WORK REQUEST: Once you reach the line that contains "if self.state == Lifecycle::Iterating", retype it and every line after it exactly, ending with the last line of the entries.

DATA UNDER STUDY:

__________

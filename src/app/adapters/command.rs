use crate::core::schema::TableTemplate;
use crate::domain::model::{AdapterOptions, Column, Lifecycle, Pull, Row};
use crate::domain::ports::{Adapter, CommandRunner};
use crate::utils::error::{AdapterError, Result};
use crate::utils::validation::validate_non_empty_string;

pub const CLASS_NAME: &str = "Command";

#[derive(Debug, Clone, PartialEq, Eq)]
pub struct CommandSettings {
    pub command: String,
    pub columns: Vec<String>,
    pub after: Option<String>,
    pub numeric: bool,
}

impl CommandSettings {
    pub fn from_options(options: &AdapterOptions) -> Result<Self> {
        let command = options.require("command")?;
        validate_non_empty_string("command", command)?;

        Ok(Self {
            command: command.to_string(),
            columns: options.list("columns").unwrap_or_default(),
            after: options
                .get("after")
                .filter(|marker| !marker.is_empty())
                .map(str::to_string),
            numeric: options.parse_or("numeric", true)?,
        })
    }

    fn declared_columns(&self) -> Vec<Column> {
        columns_for(&self.columns, self.numeric)
    }

    /// First non-blank line, optionally cut after the last `after` marker,
    /// split on whitespace and commas. Tokens are kept verbatim.
    pub fn parse_output(&self, stdout: &str) -> Result<Vec<String>> {
        let line = stdout
            .lines()
            .find(|line| !line.trim().is_empty())
            .ok_or_else(|| AdapterError::parse(format!("'{}' produced no output", self.command)))?;

        let segment = match &self.after {
            Some(marker) => line
                .rsplit_once(marker.as_str())
                .map(|(_, rest)| rest)
                .ok_or_else(|| {
                    AdapterError::parse(format!("marker '{}' not found in: {}", marker, line))
                })?,
            None => line,
        };

        let tokens: Vec<String> = segment
            .split(|c: char| c.is_whitespace() || c == ',')
            .filter(|token| !token.is_empty())
            .map(str::to_string)
            .collect();

        if tokens.is_empty() {
            return Err(AdapterError::parse(format!("no values in: {}", line)));
        }

        if self.numeric {
            if let Some(bad) = tokens.iter().find(|t| t.parse::<f64>().is_err()) {
                return Err(AdapterError::parse(format!("'{}' is not numeric", bad)));
            }
        }

        if !self.columns.is_empty() && tokens.len() != self.columns.len() {
            return Err(AdapterError::ArityMismatch {
                expected: self.columns.len(),
                actual: tokens.len(),
            });
        }

        Ok(tokens)
    }
}

fn columns_for(names: &[String], numeric: bool) -> Vec<Column> {
    names
        .iter()
        .map(|name| {
            if numeric {
                Column::float8(name.as_str())
            } else {
                Column::text(name.as_str())
            }
        })
        .collect()
}

/// Exactly one row per scan: the parsed output of a single command run.
///
/// Nothing runs at construction. The first pull executes the command; every
/// later pull is `EndOfData`.
pub struct CommandAdapter {
    settings: CommandSettings,
    runner: Box<dyn CommandRunner>,
    columns: Vec<Column>,
    state: Lifecycle,
}

impl CommandAdapter {
    pub fn new(options: &AdapterOptions, runner: Box<dyn CommandRunner>) -> Result<Self> {
        let settings = CommandSettings::from_options(options)?;
        Ok(Self {
            columns: settings.declared_columns(),
            settings,
            runner,
            state: Lifecycle::Constructed,
        })
    }

    pub fn table_template(options: &AdapterOptions) -> Result<TableTemplate> {
        let names = options
            .list("columns")
            .filter(|names| !names.is_empty())
            .ok_or_else(|| AdapterError::missing("columns"))?;
        let numeric = options.parse_or("numeric", true)?;
        Ok(TableTemplate::new("command_table", columns_for(&names, numeric)))
    }

    fn run_once(&mut self) -> Result<Row> {
        tracing::debug!("Running '{}'", self.settings.command);
        // A failure to spawn leaves the shot unspent.
        let output = self.runner.run(&self.settings.command)?;

        self.state = Lifecycle::Iterating;
        if !output.success {
            return Err(AdapterError::CommandFailed {
                command: self.settings.command.clone(),
                status: output.status,
                stderr: output.stderr.trim().to_string(),
            });
        }

        let tokens = self.settings.parse_output(&output.stdout)?;
        tracing::debug!("'{}' yielded {} values", self.settings.command, tokens.len());
        Ok(Row(tokens))
    }
}

impl Adapter for CommandAdapter {
    fn class_name(&self) -> &str {
        CLASS_NAME
    }

    fn columns(&self) -> &[Column] {
        &self.columns
    }

    fn state(&self) -> Lifecycle {
        self.state
    }

    fn pull(&mut self) -> Result<Pull> {
        match self.state {
            Lifecycle::Constructed => {
                let result = self.run_once();
                if self.state == Lifecycle::Iterating && result.is_err() {
                    self.state = Lifecycle::Exhausted;
                }
                result.map(Pull::Row)
            }
            Lifecycle::Iterating => {
                self.state = Lifecycle::Exhausted;
                Ok(Pull::EndOfData)
            }
            Lifecycle::Exhausted | Lifecycle::Closed => Ok(Pull::EndOfData),
        }
    }

    fn close(&mut self) -> Result<()> {
        self.state = Lifecycle::Closed;
        Ok(())
    }
}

__________

EXERCISE RESULT:
                if self.state == Lifecycle::Iterating && result.is_err() {
                    self.state = Lifecycle::Exhausted;
                }
                result.map(Pull::Row)
            }
            Lifecycle::Iterating => {
                self.state = Lifecycle::Exhausted;
                Ok(Pull::EndOfData)
            }
            Lifecycle::Exhausted | Lifecycle::Closed => Ok(Pull::EndOfData),
        }
    }

    fn close(&mut self) -> Result<()> {
        self.state = Lifecycle::Closed;
        Ok(())
    }
}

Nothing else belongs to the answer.